Andere meinen hingegen, dass es seine ursprünglichen Ziele nie erreichen würde: Es war von Anfang an zu sehr in Unternehmenshegemonie verstrickt, zu exklusiv und elitär. Design Fiction konzentrierte sich auf Projekte, die deutlich die Angst widerspiegeln, die Privilegien der Ersten Welt in einer düsteren, dystopischen Zukunft zu verlieren, schrieb das brasilianische Designduo A Parede im Jahr 2014.

Vielleicht noch praktischer: Diejenigen, die in diesem Bereich arbeiteten, sahen sich mit einem anderen, ebenfalls bekannten Problem konfrontiert: Sie mussten ihren Wunsch, wichtige Arbeit zu leisten, mit ihrer Notwendigkeit, die Rechnungen zu bezahlen, in Einklang bringen. Dies verwässerte unweigerlich ihre Fähigkeit, sich von den Organisationen zu distanzieren, die ihre Ideen und Ästhetik hervorhoben.

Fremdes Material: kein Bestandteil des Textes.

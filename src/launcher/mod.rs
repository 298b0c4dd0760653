/*
* Startup sequencer: wait for the database, apply migrations, then hand the
* process over to the API server. Strictly sequential and fail-fast; the
* first failing step aborts the whole launch.
*/

use std::fmt;
use std::path::{Path, PathBuf};
use std::process::Command;

use anyhow::{bail, Context, Result};
use tracing::info;

use crate::config::environment::{APP_CONFIG_VAR, APP_ENV_VAR};

/// Which of the two static configurations the server is launched with.
#[derive(Debug, Clone, Copy, PartialEq, Eq)]
pub enum AppEnvironment {
    Development,
    Production,
}

impl AppEnvironment {
    /// Reads `APP_ENV` from the process environment.
    pub fn detect() -> Self {
        Self::from_var(std::env::var(APP_ENV_VAR).ok().as_deref())
    }

    /// "production" selects production; any other value or unset means development.
    pub fn from_var(value: Option<&str>) -> Self {
        match value {
            Some("production") => Self::Production,
            _ => Self::Development,
        }
    }

    /// The static dotenv file handed to the server process.
    pub fn config_file(self) -> &'static str {
        match self {
            Self::Production => "config/production.env",
            Self::Development => "config/development.env",
        }
    }

    pub fn as_str(self) -> &'static str {
        match self {
            Self::Production => "production",
            Self::Development => "development",
        }
    }
}

impl fmt::Display for AppEnvironment {
    fn fmt(&self, f: &mut fmt::Formatter<'_>) -> fmt::Result {
        f.write_str(self.as_str())
    }
}

/// One blocking startup step, run to completion before the next starts.
#[derive(Debug)]
pub struct Step {
    pub description: &'static str,
    pub program: PathBuf,
    pub args: &'static [&'static str],
}

impl Step {
    pub fn command(&self) -> Command {
        let mut command: Command = Command::new(&self.program);
        command.args(self.args);
        command
    }
}

/// The ordered startup sequence: database readiness first, then migrations.
///
/// The readiness check is our own `wait_for_db` binary built next to the
/// launcher; the migration tool is the external `sqlx` CLI resolved from PATH.
pub fn startup_steps(bin_dir: &Path) -> Vec<Step> {
    vec![
        Step {
            description: "Waiting for database connection",
            program: sibling_binary(bin_dir, "wait_for_db"),
            args: &[],
        },
        Step {
            description: "Running database migrations",
            program: PathBuf::from("sqlx"),
            args: &["migrate", "run"],
        },
    ]
}

/// The server invocation for the selected environment. The chosen config
/// file travels to the server via `APP_CONFIG`.
pub fn server_command(environment: AppEnvironment, bin_dir: &Path) -> Command {
    let mut command: Command = Command::new(sibling_binary(bin_dir, env!("CARGO_PKG_NAME")));
    command.env(APP_ENV_VAR, environment.as_str());
    command.env(APP_CONFIG_VAR, environment.config_file());
    command
}

/// Directory the launcher binary itself lives in; sibling binaries of this
/// crate are expected there.
pub fn launcher_bin_dir() -> Result<PathBuf> {
    let exe: PathBuf = std::env::current_exe().context("Failed to resolve current executable")?;
    Ok(exe
        .parent()
        .map(Path::to_path_buf)
        .unwrap_or_else(|| PathBuf::from(".")))
}

/// Prefers a binary built next to the launcher, falling back to PATH lookup.
fn sibling_binary(bin_dir: &Path, name: &str) -> PathBuf {
    let candidate: PathBuf = bin_dir.join(format!("{name}{}", std::env::consts::EXE_SUFFIX));
    if candidate.is_file() {
        candidate
    } else {
        PathBuf::from(name)
    }
}

/// Runs a single step, failing on spawn errors and non-zero exits.
pub fn run_step(step: &Step) -> Result<()> {
    info!("{}", step.description);

    let status: std::process::ExitStatus = step
        .command()
        .status()
        .with_context(|| format!("Failed to launch `{}`", step.program.display()))?;

    if !status.success() {
        bail!("{} failed ({})", step.description, status);
    }

    Ok(())
}

/// Runs the steps strictly in order, aborting on the first failure so a
/// later step is never attempted after an earlier one fails.
pub fn run_sequence<F>(steps: &[Step], mut run: F) -> Result<()>
where
    F: FnMut(&Step) -> Result<()>,
{
    for step in steps {
        run(step)?;
    }
    Ok(())
}

#[cfg(test)]
mod tests {
    use super::*;

    #[test]
    fn production_flag_selects_production() {
        assert_eq!(
            AppEnvironment::from_var(Some("production")),
            AppEnvironment::Production
        );
    }

    #[test]
    fn anything_else_selects_development() {
        assert_eq!(AppEnvironment::from_var(None), AppEnvironment::Development);
        assert_eq!(
            AppEnvironment::from_var(Some("staging")),
            AppEnvironment::Development
        );
        assert_eq!(
            AppEnvironment::from_var(Some("Production")),
            AppEnvironment::Development
        );
    }

    #[test]
    fn config_files_are_static_per_environment() {
        assert_eq!(
            AppEnvironment::Production.config_file(),
            "config/production.env"
        );
        assert_eq!(
            AppEnvironment::Development.config_file(),
            "config/development.env"
        );
    }

    #[test]
    fn database_wait_precedes_migrations() {
        let steps: Vec<Step> = startup_steps(Path::new("/nonexistent"));

        assert_eq!(steps.len(), 2);
        assert_eq!(steps[0].description, "Waiting for database connection");
        assert_eq!(steps[1].description, "Running database migrations");
        assert_eq!(steps[1].args, ["migrate", "run"]);
    }

    #[test]
    fn server_command_carries_the_selected_config() {
        let command: Command =
            server_command(AppEnvironment::Production, Path::new("/nonexistent"));

        let envs: Vec<(std::ffi::OsString, Option<std::ffi::OsString>)> = command
            .get_envs()
            .map(|(k, v)| (k.to_os_string(), v.map(|v| v.to_os_string())))
            .collect();

        assert!(envs.contains(&("APP_ENV".into(), Some("production".into()))));
        assert!(envs.contains(&("APP_CONFIG".into(), Some("config/production.env".into()))));
    }

    #[test]
    fn sequence_stops_at_first_failure() {
        let steps: Vec<Step> = startup_steps(Path::new("/nonexistent"));
        let mut attempted: Vec<&'static str> = Vec::new();

        let result: Result<()> = run_sequence(&steps, |step| {
            attempted.push(step.description);
            bail!("boom")
        });

        assert!(result.is_err());
        assert_eq!(attempted, ["Waiting for database connection"]);
    }

    #[test]
    fn sequence_runs_every_step_in_order_on_success() {
        let steps: Vec<Step> = startup_steps(Path::new("/nonexistent"));
        let mut attempted: Vec<&'static str> = Vec::new();

        run_sequence(&steps, |step| {
            attempted.push(step.description);
            Ok(())
        })
        .unwrap();

        assert_eq!(
            attempted,
            [
                "Waiting for database connection",
                "Running database migrations"
            ]
        );
    }

    #[cfg(unix)]
    #[test]
    fn run_step_reports_nonzero_exits() {
        let failing: Step = Step {
            description: "Exiting nonzero",
            program: PathBuf::from("false"),
            args: &[],
        };
        assert!(run_step(&failing).is_err());

        let passing: Step = Step {
            description: "Exiting zero",
            program: PathBuf::from("true"),
            args: &[],
        };
        assert!(run_step(&passing).is_ok());
    }
}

Für Agenturen wie Superflux und Changeist bedeutet das, weiterhin Unternehmensverträge abzuschließen und das Geld für die Arbeit an persönlicheren Projekten zu verwenden. Andere haben selbst Jobs bei Regierungen oder Big Tech angenommen. Aber während die Oberfläche vielleicht von Hollywood und der Werbeindustrie erobert wurde, stecken einige Leute immer noch weg und versuchen, einen Weg zwischen dem Kritischen und dem Unternehmen zu finden.

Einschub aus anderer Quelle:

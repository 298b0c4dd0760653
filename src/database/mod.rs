pub mod postgres_service;

pub use postgres_service::{connect_options, DatabaseService};
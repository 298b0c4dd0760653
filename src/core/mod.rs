/*
* Server assembly and logging setup.
*/

pub mod logging;
pub mod server;
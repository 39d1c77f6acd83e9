//! Reconciliation (pay-in) record types.
//!
//! A [`PayIn`] asserts that a specific amount of funds has been matched to a
//! specific order. Ledger-funded orders get one synchronously, already
//! RECONCILED and sourced from the settling ledger transaction. Bank-funded
//! orders get one later from the external matching process, starting at
//! PENDING or RECEIVED.

use chrono::{DateTime, Utc};
use rust_decimal::Decimal;
use serde::{Deserialize, Serialize};

use crate::{LedgerTxId, OrderId, PayInId, UserId};

/// Lifecycle status of a pay-in record.
#[derive(Debug, Clone, Copy, PartialEq, Eq, Hash, Serialize, Deserialize)]
pub enum PayInStatus {
    /// Expected but no funds seen yet.
    Pending,
    /// Funds reported, not yet verified.
    Received,
    /// Funds verified against the expected amount.
    Verified,
    /// Matched to the order. At most one per order.
    Reconciled,
    /// Received amount disagrees with the expected amount.
    Mismatch,
    Failed,
}

impl PayInStatus {
    /// Valid forward transitions for externally-funded records.
    /// Ledger-funded records are created directly as `Reconciled`.
    #[must_use]
    pub fn can_transition_to(self, next: Self) -> bool {
        matches!(
            (self, next),
            (Self::Pending, Self::Received | Self::Failed)
                | (Self::Received, Self::Verified | Self::Mismatch | Self::Failed)
                | (Self::Verified, Self::Reconciled | Self::Mismatch)
                | (Self::Mismatch, Self::Verified | Self::Failed)
        )
    }
}

impl std::fmt::Display for PayInStatus {
    fn fmt(&self, f: &mut std::fmt::Formatter<'_>) -> std::fmt::Result {
        match self {
            Self::Pending => write!(f, "PENDING"),
            Self::Received => write!(f, "RECEIVED"),
            Self::Verified => write!(f, "VERIFIED"),
            Self::Reconciled => write!(f, "RECONCILED"),
            Self::Mismatch => write!(f, "MISMATCH"),
            Self::Failed => write!(f, "FAILED"),
        }
    }
}

/// Where the matched funds came from.
#[derive(Debug, Clone, PartialEq, Eq, Serialize, Deserialize)]
pub enum PayInSource {
    /// Instant settlement: the ledger transaction that debited the balance.
    Ledger(LedgerTxId),
    /// Externally reported bank transfer.
    BankTransfer {
        sender_name: String,
        sender_reference: String,
    },
}

/// Links received funds to exactly one order.
#[derive(Debug, Clone, Serialize, Deserialize)]
pub struct PayIn {
    pub id: PayInId,
    pub order_id: OrderId,
    pub user_id: UserId,
    pub expected_amount: Decimal,
    pub received_amount: Decimal,
    pub currency: String,
    pub status: PayInStatus,
    pub source: PayInSource,
    pub created_at: DateTime<Utc>,
    pub updated_at: DateTime<Utc>,
}

impl PayIn {
    /// Whether the received amount covers the expected amount exactly.
    #[must_use]
    pub fn amounts_match(&self) -> bool {
        self.received_amount == self.expected_amount
    }
}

Und dann ist da noch Bleecker selbst. Zehn Jahre später leitet er immer noch das Near Future Lab, arbeitet mit Kunden zusammen, baut Objekte aus der Zukunft und bringt seine eigene Art von wilden Ideen auf den Markt. Aber er arbeitet auch an Omata, einem kleinen Zwei-Personen-Unternehmen, das Hightech-Fahrradzubehör herstellt. Sein Flaggschiffprodukt ist ein bildschirmloser Fahrradcomputer im Wert von 550 US-Dollar, der wie eine riesige Schweizer Uhr aussieht. Es ist ein Produkt für privilegierte Erstweltler, kein Werkzeug für Veränderungen; Es ist ein wunderschönes Objekt, offensichtlich liebevoll gestaltet und aus Bleeckers sehr persönlichen Obsessionen entstanden. Aber es ist auch eine bewusste Herausforderung an die Vorstellung, was man von einem solchen Gerät erwarten würde.

Es schien mir fast so, als … es müsste etwas Unerwartetes sein, sagt er.

Indem es das Gegenteil von allem tut, was Unternehmenstechnologieunternehmen versuchen könnten – das Gegenteil einer Reihe austauschbarer, kostengünstiger, verkleinerter Touchscreen-Gizmos – ist Omata in der Design-Fiktion verwurzelt, mit seiner Mission, uns herauszufordern, uns eine andere Zukunft vorzustellen und die Welt anders sehen.


Tim Maughan ist Journalist und Autor. Sein Debütroman Infinite Detail wurde von The Guardian zum besten Science-Fiction-Buch des Jahres 2019 gekürt.